IoT technologies can enable the move from an automated warehouse to a ‘smart’ version. Lower cost sensors, with appropriate build standard for the environment in which they are deployed, allows for a wider range of data to be available to you. Whether this is ‘direct’ data related to the Smart Warehouse system or ‘indirect’ data on environment and other parameters that can be used to optimise the system as a whole.

The variety of radio technologies available to allow communication with sensors and deployed equipment in a resilient and robust way increases both ease of deployment and your reach in whatever physical situations you operate in. This includes proprietary working on unlicensed spectrum, or standard based such as Bluetooth, LoRa and 5G.

Smart Warehouse System and Location

The wider deployment of wireless sensors presents an opportunity to track goods within the warehouse. It also presents the opportunity to coordinate the location of mobile automated systems. This includes Automated Inventory Control Platforms, Smart Warehouse Racking, and Automatic Guided Vehicles (AGV).

The evolution from robots to ‘Cobots’ (Collaborative Robots) is also being enabled by Industry 4.0 and IoT technologies. This allows you to deploy previously autonomous automated robotic systems to collaborate with the people contributing to the operation. This means these systems do not require a ‘green field’ new installation. In fact, they can be piloted and rolled out at your pace.

Beyond warehousing operations, asset tracking systems using IoT can also give you visibility of goods right to their final destination. For example, sensors can use 5G eSIMs (embedded) and iSIMs (integrated). These seamlessly switch between your Private 5G and the public network to follow goods right to your customer’s premises.

Smart Warehouse Management Systems

The way data is managed and viewed in this variety of automated and IoT systems will differ greatly. Most if not all of these will use a dashboard system to manage and monitor each flow of data. Some of these systems could be hosted on premises but equally they could be cloud-based.

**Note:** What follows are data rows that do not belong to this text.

//! Session error taxonomy
//!
//! Every variant is session-local and recoverable: the connection stays open
//! and the client keeps streaming. Nothing here is fatal to the server.

use thiserror::Error;

use crate::types::ModelMode;

/// Errors surfaced to the client as `{"error": ...}` messages.
#[derive(Debug, Clone, PartialEq, Eq, Error)]
pub enum SessionError {
    /// Buffer length does not match any valid decision point for the mode.
    /// Reported, buffer cleared, session continues.
    #[error("invalid frame count for {mode} mode: got {actual}, need at least {required}")]
    InvalidFrameCount {
        mode: ModelMode,
        actual: usize,
        required: usize,
    },

    /// A binary frame could not be turned into a landmark frame. The frame
    /// is treated as "no detection" and interpolated; never fatal.
    #[error("frame decode failed: {0}")]
    DecodeFailure(String),

    /// The entire window holds no detections; classification is not
    /// attempted and no cooldown is armed.
    #[error("no landmarks detected in the captured window")]
    UndecidableSequence,

    /// An external model call failed. Error emitted, buffer cleared,
    /// session remains alive.
    #[error("classifier '{name}' unavailable: {reason}")]
    ClassifierUnavailable { name: String, reason: String },

    /// A control or frame message arrived while an inference call was in
    /// flight. Input dropped, no state change.
    #[error("processing in progress")]
    ConcurrentOperation,

    /// Frames or `process` arrived before a `start` message fixed the mode.
    #[error("session not started: send a start message first")]
    NotStarted,

    /// The `sequenceNum` in `start` is not a window length the word model
    /// was trained for.
    #[error("unsupported sequence length {0}")]
    UnsupportedSequenceLength(usize),
}
use sea_orm_migration::prelude::*;

#[derive(DeriveMigrationName)]
pub struct Migration;

#[async_trait::async_trait]
impl MigrationTrait for Migration {
    async fn up(&self, manager: &SchemaManager) -> Result<(), DbErr> {
        manager
            .create_table(
                Table::create()
                    .table(Activity::Table)
                    .if_not_exists()
                    .col(ColumnDef::new(Activity::Id).uuid().not_null().primary_key())
                    .col(ColumnDef::new(Activity::UserId).uuid().not_null())
                    .col(ColumnDef::new(Activity::Provider).string().not_null())
                    .col(ColumnDef::new(Activity::ExternalId).string().not_null())
                    .col(ColumnDef::new(Activity::Kind).string().not_null())
                    .col(ColumnDef::new(Activity::Title).text().not_null())
                    .col(ColumnDef::new(Activity::Url).text().null())
                    .col(
                        ColumnDef::new(Activity::OccurredAt)
                            .timestamp_with_time_zone()
                            .not_null(),
                    )
                    .col(ColumnDef::new(Activity::Payload).json_binary().null())
                    .col(
                        ColumnDef::new(Activity::CreatedAt)
                            .timestamp_with_time_zone()
                            .not_null()
                            .default(Expr::current_timestamp()),
                    )
                    .col(
                        ColumnDef::new(Activity::UpdatedAt)
                            .timestamp_with_time_zone()
                            .not_null()
                            .default(Expr::current_timestamp()),
                    )
                    .to_owned(),
            )
            .await?;

        // Idempotent upserts dedupe on the provider's stable identifier
        manager
            .create_index(
                Index::create()
                    .name("idx_activities_user_provider_external")
                    .table(Activity::Table)
                    .col(Activity::UserId)
                    .col(Activity::Provider)
                    .col(Activity::ExternalId)
                    .unique()
                    .to_owned(),
            )
            .await
    }

    async fn down(&self, manager: &SchemaManager) -> Result<(), DbErr> {
        manager
            .drop_table(Table::drop().table(Activity::Table).to_owned())
            .await
    }
}

#[derive(DeriveIden)]
enum Activity {
    #[sea_orm(iden = "activities")]
    Table,
    Id,
    UserId,
    Provider,
    ExternalId,
    Kind,
    Title,
    Url,
    OccurredAt,
    Payload,
    CreatedAt,
    UpdatedAt,
}
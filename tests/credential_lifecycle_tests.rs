//! Integration tests for credential storage, authorization state and throttling.

use std::sync::Arc;
use std::time::{Duration as StdDuration, Instant};

use chrono::Duration;
use connector_sync::{
    crypto::CryptoKey,
    csrf::CsrfStateGuard,
    error::SyncCoreError,
    models::credential,
    rate_limit::{LimiterPolicy, RateLimiter},
    repositories::CredentialRepository,
    vault::CredentialVault,
};
use sea_orm::{ActiveModelTrait, IntoActiveModel, Set};
use uuid::Uuid;

#[path = "test_utils/mod.rs"]
mod test_utils;

#[tokio::test]
async fn vault_round_trips_and_deletes_idempotently() {
    let db = test_utils::setup_test_db_arc().await.unwrap();
    let vault = CredentialVault::new(db.clone(), test_utils::test_key());
    let user = Uuid::new_v4();
    let token = test_utils::bundle("gho_secret_access");

    vault.store_token(user, "github", &token).await.unwrap();
    let loaded = vault.get_token(user, "github").await.unwrap();
    assert_eq!(loaded, Some(token.clone()));

    // Stored bytes never contain the plaintext
    let row = CredentialRepository::new(db.clone())
        .find(user, "github")
        .await
        .unwrap()
        .unwrap();
    let plaintext = token.access_token.as_bytes();
    assert!(
        !row.access_token_ciphertext
            .windows(plaintext.len())
            .any(|w| w == plaintext)
    );

    vault.delete_token(user, "github").await.unwrap();
    assert_eq!(vault.get_token(user, "github").await.unwrap(), None);
    // Deleting again is not an error
    vault.delete_token(user, "github").await.unwrap();
}

#[tokio::test]
async fn vault_replaces_existing_credential() {
    let db = test_utils::setup_test_db_arc().await.unwrap();
    let vault = CredentialVault::new(db, test_utils::test_key());
    let user = Uuid::new_v4();

    vault
        .store_token(user, "slack", &test_utils::bundle("first"))
        .await
        .unwrap();
    vault
        .store_token(user, "slack", &test_utils::bundle("second"))
        .await
        .unwrap();

    let loaded = vault.get_token(user, "slack").await.unwrap().unwrap();
    assert_eq!(loaded.access_token, "second");
}

#[tokio::test]
async fn tampered_or_foreign_ciphertext_fails_decryption() {
    let db = test_utils::setup_test_db_arc().await.unwrap();
    let vault = CredentialVault::new(db.clone(), test_utils::test_key());
    let user = Uuid::new_v4();
    vault
        .store_token(user, "notion", &test_utils::bundle("secret"))
        .await
        .unwrap();

    // A vault with a different key cannot open the row
    let other = CredentialVault::new(db.clone(), CryptoKey::new(vec![1u8; 32]).unwrap());
    let err = other.get_token(user, "notion").await.unwrap_err();
    assert!(matches!(err, SyncCoreError::Decryption(_)));
    assert!(err.requires_reauth());

    // Flipping a ciphertext byte breaks authentication
    let row = CredentialRepository::new(db.clone())
        .find(user, "notion")
        .await
        .unwrap()
        .unwrap();
    let mut bytes = row.access_token_ciphertext.clone();
    let last = bytes.len() - 1;
    bytes[last] ^= 0x01;
    let mut active: credential::ActiveModel = row.into_active_model();
    active.access_token_ciphertext = Set(bytes);
    active.update(db.as_ref()).await.unwrap();

    let err = vault.get_token(user, "notion").await.unwrap_err();
    assert!(matches!(err, SyncCoreError::Decryption(_)));
}

#[tokio::test]
async fn ciphertext_is_bound_to_its_pair() {
    let db = test_utils::setup_test_db_arc().await.unwrap();
    let vault = CredentialVault::new(db.clone(), test_utils::test_key());
    let owner = Uuid::new_v4();
    let intruder = Uuid::new_v4();
    vault
        .store_token(owner, "github", &test_utils::bundle("owner-token"))
        .await
        .unwrap();
    vault
        .store_token(intruder, "github", &test_utils::bundle("intruder-token"))
        .await
        .unwrap();

    // Copy the owner's ciphertext onto the intruder's row
    let repo = CredentialRepository::new(db.clone());
    let owner_row = repo.find(owner, "github").await.unwrap().unwrap();
    let intruder_row = repo.find(intruder, "github").await.unwrap().unwrap();
    let mut active: credential::ActiveModel = intruder_row.into_active_model();
    active.access_token_ciphertext = Set(owner_row.access_token_ciphertext);
    active.update(db.as_ref()).await.unwrap();

    let err = vault.get_token(intruder, "github").await.unwrap_err();
    assert!(matches!(err, SyncCoreError::Decryption(_)));
}

async fn guard(ttl: Duration) -> CsrfStateGuard {
    let db = test_utils::setup_test_db_arc().await.unwrap();
    CsrfStateGuard::new(db, &test_utils::test_key(), ttl).unwrap()
}

#[tokio::test]
async fn state_token_is_single_use() {
    let guard = guard(Duration::minutes(10)).await;
    let user = Uuid::new_v4();

    let state = guard.generate_state_token(user, "github").await.unwrap();
    assert!(guard.validate_state_token(&state, user, "github").await.unwrap());
    assert!(!guard.validate_state_token(&state, user, "github").await.unwrap());
}

#[tokio::test]
async fn state_token_is_bound_to_user_and_provider() {
    let guard = guard(Duration::minutes(10)).await;
    let user = Uuid::new_v4();

    let state = guard.generate_state_token(user, "github").await.unwrap();
    assert!(!guard.validate_state_token(&state, user, "slack").await.unwrap());
    // The mismatched attempt consumed it
    assert!(!guard.validate_state_token(&state, user, "github").await.unwrap());

    let state = guard.generate_state_token(user, "github").await.unwrap();
    assert!(
        !guard
            .validate_state_token(&state, Uuid::new_v4(), "github")
            .await
            .unwrap()
    );
}

#[tokio::test]
async fn expired_or_unknown_state_is_rejected() {
    let expired = guard(Duration::seconds(-1)).await;
    let user = Uuid::new_v4();
    let state = expired.generate_state_token(user, "github").await.unwrap();
    assert!(!expired.validate_state_token(&state, user, "github").await.unwrap());

    let guard = guard(Duration::minutes(10)).await;
    assert!(!guard.validate_state_token("", user, "github").await.unwrap());
    assert!(
        !guard
            .validate_state_token("never-issued", user, "github")
            .await
            .unwrap()
    );
    assert!(matches!(
        guard.verify("never-issued", user, "github").await,
        Err(SyncCoreError::CsrfValidation)
    ));
}

#[test]
fn manual_sync_allows_ten_per_minute_per_user() {
    let limiter = Arc::new(RateLimiter::from_config(&Default::default()));
    let user = Uuid::new_v4();
    let start = Instant::now();

    for i in 0..10 {
        let decision = limiter.check_at(LimiterPolicy::ManualSync, user, start);
        assert!(decision.allowed, "request {} should pass", i + 1);
        assert_eq!(decision.remaining, 9 - i);
    }

    let rejected = limiter.check_at(LimiterPolicy::ManualSync, user, start);
    assert!(!rejected.allowed);
    assert!(rejected.retry_after_secs > 0 && rejected.retry_after_secs <= 60);
    assert!(matches!(
        rejected.into_result(),
        Err(SyncCoreError::RateLimitExceeded { .. })
    ));

    // Other users and other policies are unaffected
    assert!(
        limiter
            .check_at(LimiterPolicy::ManualSync, Uuid::new_v4(), start)
            .allowed
    );
    assert!(
        limiter
            .check_at(LimiterPolicy::SummaryGeneration, user, start)
            .allowed
    );

    // A new window starts after a minute
    let later = start + StdDuration::from_secs(60);
    assert!(limiter.check_at(LimiterPolicy::ManualSync, user, later).allowed);
}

Current Warehouse Management Systems (WMS) are deployed to bring this data into one platform that can be easily accessed both internally across teams and departments. This access can be made available across your supply chain. These systems are likely to be proprietary rather than open and are generally focused on the operational tasks of managing the warehouse.

A Smart Warehouse System allows for a wider range of operational systems to be integrated without the restrictions a homogenous platform would inevitably bring. This allows for a ‘dashboard of dashboards’ approach to system management. A similar approach can be found for those looking to implement a Smart Manufacturing solution.

Additionally, a Smart Warehouse Management System can incorporate systems beyond day-to-day warehouse operations. This gives visibility to wider operational systems and indeed environmental and other data. In fact, it will bring visibility to data sources you already have that are not part of the existing management platform scheme.

This wide-ranging overview driven by real-time data can bring insights not readily available from pure operational management. This will drive efficiency and productivity improvements of the operational and wider warehouse systems. In fact, improving your whole supply chain with oversight for you, your suppliers and your customers.

Summary

IoT technologies offer an excellent pathway to move your current, well automated operational into the ‘Smart’ sphere. The breadth and depth of data available allows for more informed decision making. These technologies bring Industry 4.0 practices into the warehouse and blur the lines between Smart Factories and Smart Warehouses. We should probably include Smart Offices and Smart Buildings in this mix as well.

So, whether it’s administration, manufacturing, plant, warehousing or transport, the deployment of IoT will allow for the reuse of many existing systems to deliver new insights and tools for your whole operation.